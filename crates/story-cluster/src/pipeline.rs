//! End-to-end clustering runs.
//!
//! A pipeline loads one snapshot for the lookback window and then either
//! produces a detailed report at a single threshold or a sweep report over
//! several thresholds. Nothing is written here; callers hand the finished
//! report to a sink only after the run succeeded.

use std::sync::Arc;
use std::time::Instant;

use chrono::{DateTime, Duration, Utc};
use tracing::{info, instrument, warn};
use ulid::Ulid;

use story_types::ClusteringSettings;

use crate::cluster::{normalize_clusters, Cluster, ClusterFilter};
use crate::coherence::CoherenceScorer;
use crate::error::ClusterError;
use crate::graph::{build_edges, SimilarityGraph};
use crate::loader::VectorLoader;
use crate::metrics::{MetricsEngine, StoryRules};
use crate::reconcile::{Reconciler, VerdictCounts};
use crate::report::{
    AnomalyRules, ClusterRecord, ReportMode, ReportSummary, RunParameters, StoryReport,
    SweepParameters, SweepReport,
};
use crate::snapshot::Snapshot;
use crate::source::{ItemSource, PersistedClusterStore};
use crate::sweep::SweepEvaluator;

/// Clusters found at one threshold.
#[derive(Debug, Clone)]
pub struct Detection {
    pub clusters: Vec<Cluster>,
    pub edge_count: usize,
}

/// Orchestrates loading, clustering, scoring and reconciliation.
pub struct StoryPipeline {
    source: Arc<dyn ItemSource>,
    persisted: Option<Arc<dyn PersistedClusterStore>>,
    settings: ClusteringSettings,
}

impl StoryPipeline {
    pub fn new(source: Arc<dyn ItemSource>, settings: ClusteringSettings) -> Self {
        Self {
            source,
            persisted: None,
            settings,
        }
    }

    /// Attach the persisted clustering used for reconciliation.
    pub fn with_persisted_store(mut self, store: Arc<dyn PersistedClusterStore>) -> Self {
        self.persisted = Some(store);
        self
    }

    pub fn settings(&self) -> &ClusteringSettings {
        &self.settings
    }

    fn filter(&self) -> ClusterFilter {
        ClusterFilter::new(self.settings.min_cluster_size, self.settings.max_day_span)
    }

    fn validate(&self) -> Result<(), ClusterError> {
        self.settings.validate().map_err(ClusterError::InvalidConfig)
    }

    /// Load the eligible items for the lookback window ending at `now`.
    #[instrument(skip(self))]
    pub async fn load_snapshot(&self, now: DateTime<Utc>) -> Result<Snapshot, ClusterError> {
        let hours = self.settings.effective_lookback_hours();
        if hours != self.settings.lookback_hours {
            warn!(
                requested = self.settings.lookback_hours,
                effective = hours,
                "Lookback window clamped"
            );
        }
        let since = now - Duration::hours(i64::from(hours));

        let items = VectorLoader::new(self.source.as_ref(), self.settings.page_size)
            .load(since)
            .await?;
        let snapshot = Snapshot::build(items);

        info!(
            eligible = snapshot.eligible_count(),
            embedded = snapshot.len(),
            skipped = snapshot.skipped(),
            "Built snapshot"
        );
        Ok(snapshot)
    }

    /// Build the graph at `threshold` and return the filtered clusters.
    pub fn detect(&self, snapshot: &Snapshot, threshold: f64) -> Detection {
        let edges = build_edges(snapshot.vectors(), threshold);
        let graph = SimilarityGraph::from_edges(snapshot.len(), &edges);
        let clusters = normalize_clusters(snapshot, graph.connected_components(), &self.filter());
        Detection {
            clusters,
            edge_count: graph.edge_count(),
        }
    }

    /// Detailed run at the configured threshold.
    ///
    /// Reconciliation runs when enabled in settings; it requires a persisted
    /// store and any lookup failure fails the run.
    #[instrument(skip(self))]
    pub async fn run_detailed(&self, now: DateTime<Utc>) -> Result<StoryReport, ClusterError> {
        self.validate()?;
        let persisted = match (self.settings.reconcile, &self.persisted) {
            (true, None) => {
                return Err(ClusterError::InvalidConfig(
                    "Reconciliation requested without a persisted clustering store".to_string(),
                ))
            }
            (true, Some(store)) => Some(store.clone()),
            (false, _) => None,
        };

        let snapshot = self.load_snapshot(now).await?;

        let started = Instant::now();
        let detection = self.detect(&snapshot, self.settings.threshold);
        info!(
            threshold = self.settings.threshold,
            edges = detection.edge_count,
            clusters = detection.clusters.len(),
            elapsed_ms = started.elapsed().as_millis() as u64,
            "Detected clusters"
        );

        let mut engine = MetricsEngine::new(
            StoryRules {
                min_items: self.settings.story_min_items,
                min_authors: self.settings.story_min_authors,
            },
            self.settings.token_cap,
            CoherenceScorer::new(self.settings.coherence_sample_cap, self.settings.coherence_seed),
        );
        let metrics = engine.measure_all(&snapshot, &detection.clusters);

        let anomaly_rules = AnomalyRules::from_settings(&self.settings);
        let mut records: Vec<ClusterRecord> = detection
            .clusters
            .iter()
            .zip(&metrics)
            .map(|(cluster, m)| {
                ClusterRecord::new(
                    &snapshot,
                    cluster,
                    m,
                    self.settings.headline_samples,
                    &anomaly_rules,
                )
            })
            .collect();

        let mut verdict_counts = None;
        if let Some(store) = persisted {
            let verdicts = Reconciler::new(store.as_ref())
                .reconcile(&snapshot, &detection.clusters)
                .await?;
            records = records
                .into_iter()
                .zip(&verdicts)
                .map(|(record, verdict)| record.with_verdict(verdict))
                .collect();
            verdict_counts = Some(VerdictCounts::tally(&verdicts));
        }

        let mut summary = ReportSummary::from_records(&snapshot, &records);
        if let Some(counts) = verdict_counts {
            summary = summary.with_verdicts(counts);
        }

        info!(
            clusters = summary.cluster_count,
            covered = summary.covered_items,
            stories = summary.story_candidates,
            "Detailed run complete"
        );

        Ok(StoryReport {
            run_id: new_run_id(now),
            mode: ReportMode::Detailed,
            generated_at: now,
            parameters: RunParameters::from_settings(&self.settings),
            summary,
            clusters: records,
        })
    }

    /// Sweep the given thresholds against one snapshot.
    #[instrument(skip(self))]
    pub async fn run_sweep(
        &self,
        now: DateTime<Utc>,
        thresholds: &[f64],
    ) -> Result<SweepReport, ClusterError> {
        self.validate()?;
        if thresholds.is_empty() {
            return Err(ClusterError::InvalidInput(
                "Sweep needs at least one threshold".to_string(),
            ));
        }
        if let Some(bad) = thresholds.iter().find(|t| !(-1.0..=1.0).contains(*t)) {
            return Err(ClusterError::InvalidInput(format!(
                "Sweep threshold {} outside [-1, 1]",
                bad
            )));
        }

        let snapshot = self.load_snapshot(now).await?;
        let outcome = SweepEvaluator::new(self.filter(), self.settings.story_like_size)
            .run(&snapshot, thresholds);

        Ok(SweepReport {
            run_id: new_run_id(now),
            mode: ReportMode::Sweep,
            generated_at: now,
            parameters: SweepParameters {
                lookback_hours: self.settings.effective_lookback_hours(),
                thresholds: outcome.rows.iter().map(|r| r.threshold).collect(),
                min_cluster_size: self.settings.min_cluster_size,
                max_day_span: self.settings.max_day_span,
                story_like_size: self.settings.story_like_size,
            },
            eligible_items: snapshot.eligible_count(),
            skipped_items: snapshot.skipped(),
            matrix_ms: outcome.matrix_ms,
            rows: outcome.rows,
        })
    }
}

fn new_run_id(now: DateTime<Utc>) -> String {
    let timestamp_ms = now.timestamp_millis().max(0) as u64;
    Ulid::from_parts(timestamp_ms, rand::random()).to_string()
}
...
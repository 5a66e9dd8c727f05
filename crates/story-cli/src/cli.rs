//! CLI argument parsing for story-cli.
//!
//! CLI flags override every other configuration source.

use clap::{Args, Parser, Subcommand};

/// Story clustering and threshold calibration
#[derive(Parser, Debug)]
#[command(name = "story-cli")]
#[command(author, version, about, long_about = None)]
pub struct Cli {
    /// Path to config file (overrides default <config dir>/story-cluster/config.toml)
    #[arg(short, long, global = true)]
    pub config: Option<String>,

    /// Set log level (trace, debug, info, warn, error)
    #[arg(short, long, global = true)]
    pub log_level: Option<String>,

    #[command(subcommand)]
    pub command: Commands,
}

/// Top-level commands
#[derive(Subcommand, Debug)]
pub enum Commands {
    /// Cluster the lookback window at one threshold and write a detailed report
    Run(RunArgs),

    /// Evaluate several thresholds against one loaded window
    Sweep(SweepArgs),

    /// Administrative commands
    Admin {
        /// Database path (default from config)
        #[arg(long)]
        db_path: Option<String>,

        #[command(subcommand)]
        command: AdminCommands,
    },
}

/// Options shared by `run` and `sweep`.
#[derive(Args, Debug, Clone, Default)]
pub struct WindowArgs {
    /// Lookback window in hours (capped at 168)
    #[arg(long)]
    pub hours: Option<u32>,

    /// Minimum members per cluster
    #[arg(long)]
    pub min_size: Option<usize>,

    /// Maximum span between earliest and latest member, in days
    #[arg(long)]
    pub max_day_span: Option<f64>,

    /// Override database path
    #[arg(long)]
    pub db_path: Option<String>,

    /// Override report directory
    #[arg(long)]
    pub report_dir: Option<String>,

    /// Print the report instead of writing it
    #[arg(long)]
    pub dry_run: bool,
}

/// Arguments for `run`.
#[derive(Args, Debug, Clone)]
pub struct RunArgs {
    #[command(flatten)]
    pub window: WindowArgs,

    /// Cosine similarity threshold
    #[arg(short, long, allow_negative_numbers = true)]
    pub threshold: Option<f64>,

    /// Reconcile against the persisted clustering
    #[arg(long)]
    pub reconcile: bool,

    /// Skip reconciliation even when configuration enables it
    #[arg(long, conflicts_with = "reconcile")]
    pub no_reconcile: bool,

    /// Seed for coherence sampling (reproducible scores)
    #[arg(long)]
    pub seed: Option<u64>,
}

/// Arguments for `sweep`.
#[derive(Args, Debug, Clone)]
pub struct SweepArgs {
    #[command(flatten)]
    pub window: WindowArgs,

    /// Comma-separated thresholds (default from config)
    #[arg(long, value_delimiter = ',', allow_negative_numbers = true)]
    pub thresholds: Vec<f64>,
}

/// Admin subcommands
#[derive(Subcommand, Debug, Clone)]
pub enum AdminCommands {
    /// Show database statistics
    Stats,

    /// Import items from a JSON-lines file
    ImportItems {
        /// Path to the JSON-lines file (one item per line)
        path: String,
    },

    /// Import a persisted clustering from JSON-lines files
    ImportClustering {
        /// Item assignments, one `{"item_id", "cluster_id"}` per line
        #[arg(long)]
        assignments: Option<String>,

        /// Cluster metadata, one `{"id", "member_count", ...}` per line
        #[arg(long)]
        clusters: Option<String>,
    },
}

## What you need to do
Check each line of the records for the word "assignments", and show the lines that contain it.

## Your solution
        /// Item assignments, one `{"item_id", "cluster_id"}` per line
        assignments: Option<String>,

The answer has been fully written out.